CNN powołując się na iracki wywiad poinformował o 284 mężczyznach i chłopcach zabitych na północy Iraku w czwartek i piątek. Cywile zostali użyci przez dżihadystów jako żywe tarcze. W ten sposób bojownicy Daesh bronili się przed szturmującymi Mosul siłami rządowymi. Po zakończeniu walki zakładnicy zostali rozstrzelani, a ich ciała buldożerem zepchnięto do masowego grobu.
Już kilka dni temu Organizacja Narodów Zjednoczonych ostrzegała przed podobnym scenariuszem. Przedstawiciele ONZ donosili o wygnaniu z okolic Mosulu około 550 rodzin. Wtedy też mówiło się o ewentualnym wykorzystaniu ludności przez dżihadystów w charakterze żywych tarcz.

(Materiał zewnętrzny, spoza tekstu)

//! The scheduler context object
//!
//! A [`Scheduler`] owns the task registry, the aperiodic admission queue
//! and the monitor bookkeeping. It is a passive object: kernel ports call
//! into it from task context ([`Scheduler::task_step`],
//! [`Scheduler::monitor_step`]) and from the tick interrupt
//! ([`Scheduler::on_tick`]). All shared state is guarded by short critical
//! sections, so registration, admission and the monitor scan never race.

use core::cell::RefCell;

use critical_section::Mutex;

use cadence_core::{Duration, Instant, Job, JobContext, JobParam, JobStatus, Kernel,
                   KernelTaskId, Priority, SchedError, SchedResult, SlotIndex, TaskBinding};
use cadence_trace::{self as trace, TraceRecord};

use crate::monitor::MonitorConfig;
use crate::registry::{Registry, TaskHandle};
use crate::rms::{assign_priorities, Policy};
use crate::server::{AdmissionQueue, AperiodicJob, ServerConfig};
use crate::task::{JobBinding, RunState, TaskAction, TaskConfig, TaskDescriptor, TaskStats};
use crate::{MAX_APERIODIC_JOBS, MAX_PERIODIC_TASKS};

/// Scheduler-wide configuration.
#[derive(Debug, Clone, Copy)]
pub struct SchedulerConfig {
    /// Priority assignment policy
    pub policy: Policy,
    /// Monitor task parameters
    pub monitor: MonitorConfig,
    /// Polling server parameters; `None` disables aperiodic service
    pub server: Option<ServerConfig>,
}

impl SchedulerConfig {
    /// Rate-monotonic configuration without a polling server
    pub const fn new() -> Self {
        Self {
            policy: Policy::RateMonotonic,
            monitor: MonitorConfig::new(),
            server: None,
        }
    }

    /// Select the priority assignment policy
    pub const fn with_policy(mut self, policy: Policy) -> Self {
        self.policy = policy;
        self
    }

    /// Replace the monitor parameters
    pub const fn with_monitor(mut self, monitor: MonitorConfig) -> Self {
        self.monitor = monitor;
        self
    }

    /// Enable the polling server
    pub const fn with_server(mut self, server: ServerConfig) -> Self {
        self.server = Some(server);
        self
    }
}

impl Default for SchedulerConfig {
    fn default() -> Self {
        Self::new()
    }
}

struct SchedState {
    started: bool,
    start_time: Instant,
    monitor_id: Option<KernelTaskId>,
    monitor_wake_counter: u32,
}

impl SchedState {
    const fn new() -> Self {
        Self {
            started: false,
            start_time: Instant::ZERO,
            monitor_id: None,
            monitor_wake_counter: 0,
        }
    }
}

/// Decision taken by a wrapper step before any job code runs.
enum StepPlan {
    Wait(Instant),
    Run {
        binding: JobBinding,
        param: JobParam,
        released: Instant,
        activation: u32,
    },
}

/// The scheduling extension's context object.
///
/// `const`-constructible so it can live in a `static`; independent
/// instances never share state.
pub struct Scheduler {
    config: SchedulerConfig,
    registry: Mutex<RefCell<Registry<MAX_PERIODIC_TASKS>>>,
    queue: Mutex<RefCell<AdmissionQueue<MAX_APERIODIC_JOBS>>>,
    state: Mutex<RefCell<SchedState>>,
}
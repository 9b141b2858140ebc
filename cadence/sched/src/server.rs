//! Aperiodic admission queue and the polling server
//!
//! Sporadic work is admitted into a bounded FIFO and drained by the polling
//! server, an ordinary periodic task with its own period, deadline and
//! execution budget, so a burst of aperiodic work can never starve the
//! periodic task set. A queued job is removed only once it has fully
//! executed; suspending the server mid-drain neither duplicates nor loses
//! jobs.

use cadence_core::{Duration, Instant, Job, JobContext, JobParam, JobStatus, SchedError,
                   SchedResult};
use cadence_trace::{self as trace, TraceRecord};
use heapless::Deque;

use crate::scheduler::Scheduler;
use crate::task::DEFAULT_STACK_WORDS;

/// A queued unit of sporadic work.
#[derive(Clone, Copy)]
pub struct AperiodicJob {
    pub(crate) job: &'static dyn Job,
    pub(crate) name: &'static str,
    pub(crate) param: JobParam,
}

/// Bounded FIFO of admitted aperiodic jobs.
pub struct AdmissionQueue<const N: usize> {
    jobs: Deque<AperiodicJob, N>,
}

impl<const N: usize> AdmissionQueue<N> {
    /// Create an empty queue
    pub const fn new() -> Self {
        Self { jobs: Deque::new() }
    }

    /// Enqueue a job at the tail.
    ///
    /// Fails with `CapacityExceeded` and no mutation when full.
    pub fn admit(&mut self, job: AperiodicJob) -> SchedResult<()> {
        self.jobs
            .push_back(job)
            .map_err(|_| SchedError::CapacityExceeded)
    }

    /// Copy of the head job, if any
    pub fn front(&self) -> Option<AperiodicJob> {
        self.jobs.front().copied()
    }

    /// Remove the head job
    pub fn pop(&mut self) -> Option<AperiodicJob> {
        self.jobs.pop_front()
    }

    /// Number of pending jobs
    pub fn len(&self) -> usize {
        self.jobs.len()
    }

    /// Check if the queue is empty
    pub fn is_empty(&self) -> bool {
        self.jobs.is_empty()
    }

    /// Queue capacity
    pub const fn capacity(&self) -> usize {
        N
    }

    /// Discard all pending jobs
    pub fn clear(&mut self) {
        self.jobs.clear();
    }
}

impl<const N: usize> Default for AdmissionQueue<N> {
    fn default() -> Self {
        Self::new()
    }
}

/// Polling server timing parameters.
#[derive(Debug, Clone, Copy)]
pub struct ServerConfig {
    /// Server task name, used in diagnostics
    pub name: &'static str,
    /// Requested stack size in words
    pub stack_words: usize,
    /// Server period
    pub period: Duration,
    /// Execution budget per period
    pub max_exec_time: Duration,
    /// Relative deadline for one queue drain
    pub relative_deadline: Duration,
}

impl ServerConfig {
    /// Default server timing: period 200, budget 100, deadline 200 ticks
    pub const fn new() -> Self {
        Self {
            name: "server",
            stack_words: DEFAULT_STACK_WORDS,
            period: Duration::from_ticks(200),
            max_exec_time: Duration::from_ticks(100),
            relative_deadline: Duration::from_ticks(200),
        }
    }

    /// Set the server period
    pub const fn with_period(mut self, period: Duration) -> Self {
        self.period = period;
        self
    }

    /// Set the per-period execution budget
    pub const fn with_budget(mut self, budget: Duration) -> Self {
        self.max_exec_time = budget;
        self
    }

    /// Set the relative deadline
    pub const fn with_deadline(mut self, deadline: Duration) -> Self {
        self.relative_deadline = deadline;
        self
    }
}

impl Default for ServerConfig {
    fn default() -> Self {
        Self::new()
    }
}

impl Scheduler {
    /// One step of the polling server's queue drain.
    ///
    /// Drives the head job; completed jobs are popped and the drain moves
    /// on within the same step. Reports `Done` once the queue is empty:
    /// one pass per activation, arrivals during the server's sleep wait for
    /// the next period.
    pub(crate) fn drain_step(&self, now: Instant) -> JobStatus {
        loop {
            let head = critical_section::with(|cs| self.queue().borrow_ref(cs).front());
            let Some(entry) = head else {
                return JobStatus::Done;
            };

            let cx = JobContext::new(entry.param, now, now, 0);
            match entry.job.step(&cx) {
                JobStatus::Pending => return JobStatus::Pending,
                JobStatus::Done => {
                    critical_section::with(|cs| self.queue().borrow_ref_mut(cs).pop());
                    trace::record(TraceRecord::JobExecuted {
                        name: entry.name,
                        at: now,
                    });
                }
            }
        }
    }
}

#[cfg(test)]
mod tests {
    use super::*;

    struct Noop;

    impl Job for Noop {
        fn step(&self, _cx: &JobContext) -> JobStatus {
            JobStatus::Done
        }
    }

    static NOOP: Noop = Noop;

    fn job(name: &'static str) -> AperiodicJob {
        AperiodicJob {
            job: &NOOP,
            name,
            param: JobParam::NONE,
        }
    }

    #[test]
    fn queue_is_strict_fifo() {
        let mut queue: AdmissionQueue<4> = AdmissionQueue::new();

        queue.admit(job("j1")).unwrap();
        queue.admit(job("j2")).unwrap();
        queue.admit(job("j3")).unwrap();

        assert_eq!(queue.pop().map(|j| j.name), Some("j1"));
        assert_eq!(queue.pop().map(|j| j.name), Some("j2"));
        assert_eq!(queue.pop().map(|j| j.name), Some("j3"));
        assert!(queue.pop().is_none());
    }

    #[test]
    fn admit_rejects_when_full_without_mutation() {
        let mut queue: AdmissionQueue<2> = AdmissionQueue::new();

        queue.admit(job("j1")).unwrap();
        queue.admit(job("j2")).unwrap();

        assert_eq!(queue.admit(job("j3")), Err(SchedError::CapacityExceeded));
        assert_eq!(queue.len(), 2);
        assert_eq!(queue.front().map(|j| j.name), Some("j1"));
    }
}
use simplelog::{Config, LevelFilter, WriteLogger};
use std::fs::File;
use std::path::{Path, PathBuf};
use thiserror::Error;

#[derive(Debug, Error)]
pub enum LogError {
  #[error("cannot create log file {}: {}", .path.display(), .source)]
  File { path: PathBuf, source: std::io::Error },
  #[error("could not install logger: {0}")]
  Install(#[from] log::SetLoggerError),
}

/// Install the process logger.
///
/// With a file the search trace goes there at debug level so the board on stdout stays
/// readable; otherwise `env_logger` reads `RUST_LOG` and writes to stderr.
pub fn init(log_file: Option<&Path>) -> Result<(), LogError> {
  match log_file {
    Some(path) => {
      let file = File::create(path).map_err(|source| LogError::File {
        path: path.to_path_buf(),
        source,
      })?;
      WriteLogger::init(LevelFilter::Debug, Config::default(), file)?;
    }
    None => {
      env_logger::Builder::from_env(env_logger::Env::default().default_filter_or("warn")).try_init()?;
    }
  }
  Ok(())
}

#[cfg(test)]
mod tests {
  use super::*;

  #[test]
  fn unwritable_log_file_names_the_path() {
    let path = Path::new("/nonexistent-gomoku-dir/game.log");
    let err = init(Some(path)).unwrap_err();
    assert!(matches!(err, LogError::File { .. }));
    assert!(err.to_string().contains("/nonexistent-gomoku-dir/game.log"));
  }
}
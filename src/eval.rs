// Static scoring of search leaves: a one-move lookahead for the side about to move, then a
// weighted tally of both sides' attacks.

use crate::board::{Axis, Board, Cell, BOARD_SIZE, WIN_LENGTH};
use crate::player::Symbol;
use crate::scores::{Scores, DRAW, OPPONENT_PENALTY};
use crate::shapes::AttackWeight;
use log::trace;

/// Attack counts for one side, indexed by weight.
#[derive(Debug, Clone, Copy, Default, PartialEq, Eq)]
pub struct AttackHistogram {
  counts: [i32; 4],
}

impl AttackHistogram {
  pub fn add(&mut self, weight: AttackWeight) {
    self.counts[weight.value()] += 1;
  }

  pub fn count(&self, weight: AttackWeight) -> i32 {
    self.counts[weight.value()]
  }
}

/// Leaf evaluator bound to the engine's own symbol.
#[derive(Debug, Clone, Copy)]
pub struct Evaluator {
  me: Symbol,
}

impl Evaluator {
  pub fn new(me: Symbol) -> Self {
    Self { me }
  }

  /// Score `board` after a move by the engine (`is_max`) or by its opponent.
  ///
  /// The board is mutated while probing replies but is restored before returning.
  pub fn evaluate(&self, board: &mut Board, is_max: bool) -> i32 {
    if let Some(score) = self.probe_replies(board, is_max) {
      return score;
    }
    let (mine, theirs) = self.histograms(board);
    Self::combine(&mine, &theirs)
  }

  // Try every reply of the side to move next next to its own stones.
  // Some(score) when the leaf is already decided.
  fn probe_replies(&self, board: &mut Board, is_max: bool) -> Option<i32> {
    let next = if is_max { self.me.opponent() } else { self.me };
    // the side moving next is the maximizer only when the opponent just moved
    let next_wins = Scores::sentinel(!is_max);
    let mut potential_open_four = false;

    for row in 0..BOARD_SIZE {
      for col in 0..BOARD_SIZE {
        let cell = Cell::new(row, col);
        if !board.get(cell).is_empty() || !board.has_adjacent_symbol(cell, next) {
          continue;
        }
        board.set(cell, next);
        let outcome = if board.check_win(cell) {
          Some(next_wins)
        } else if board.check_draw() {
          Some(DRAW)
        } else {
          potential_open_four |= board.check_open_four(cell);
          None
        };
        board.set(cell, Symbol::Empty);
        if let Some(score) = outcome {
          trace!("leaf decided by {} at {}: {}", next, cell, score);
          return Some(score);
        }
      }
    }

    if potential_open_four {
      trace!("{} can make an open four", next);
      return Some(next_wins);
    }
    None
  }

  /// Tally the attacks of every stone into (engine, opponent) histograms.
  pub fn histograms(&self, board: &Board) -> (AttackHistogram, AttackHistogram) {
    let mut mine = AttackHistogram::default();
    let mut theirs = AttackHistogram::default();
    for row in 0..BOARD_SIZE {
      for col in 0..BOARD_SIZE {
        let cell = Cell::new(row, col);
        let symbol = board.get(cell);
        if symbol.is_empty() {
          continue;
        }
        let histogram = if symbol == self.me { &mut mine } else { &mut theirs };
        for axis in Axis::ALL {
          if !Self::axis_long_enough(cell, axis) {
            continue;
          }
          if let Some(weight) = board.check_attack(cell, axis) {
            histogram.add(weight);
          }
        }
      }
    }
    (mine, theirs)
  }

  // Diagonals shorter than five cells (near the corners) can never hold a win
  fn axis_long_enough(cell: Cell, axis: Axis) -> bool {
    const SLACK: usize = BOARD_SIZE - WIN_LENGTH;
    match axis {
      Axis::Row | Axis::Column => true,
      Axis::MainDiagonal => cell.row.abs_diff(cell.col) <= SLACK,
      Axis::AntiDiagonal => {
        let sum = cell.row + cell.col;
        sum >= WIN_LENGTH - 1 && sum <= 2 * (BOARD_SIZE - 1) - (WIN_LENGTH - 1)
      }
    }
  }

  /// Weighted difference of the two histograms.
  pub fn combine(mine: &AttackHistogram, theirs: &AttackHistogram) -> i32 {
    AttackWeight::ALL
      .iter()
      .map(|&w| {
        let m = Scores::multiplier(w);
        mine.count(w) * m - theirs.count(w) * m * OPPONENT_PENALTY
      })
      .sum()
  }
}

Mosul od czerwca 2014 roku pozostaje w rękach Państwa Islamskiego. Nazywany jest "twierdzą" i głównym miastem IS w Iraku. Od poniedziałku 17 października siły rządu irackiego wspierane przez amerykańskich komandosów prowadzą operację mającą na celu odbicie miasta z rąk zbrodniarzy Daesh.
W tym samym czasie, kiedy trwa oblężenie Mosulu, dżihadyści zaatakowali w Kirkuku, oddalonym o 175 kilometrów na południowy-wschód. Zdaniem wojskowych ekspertów ten manewr ma odwrócić uwagę i odciągnąć część sił rządowych od "stolicy" IS.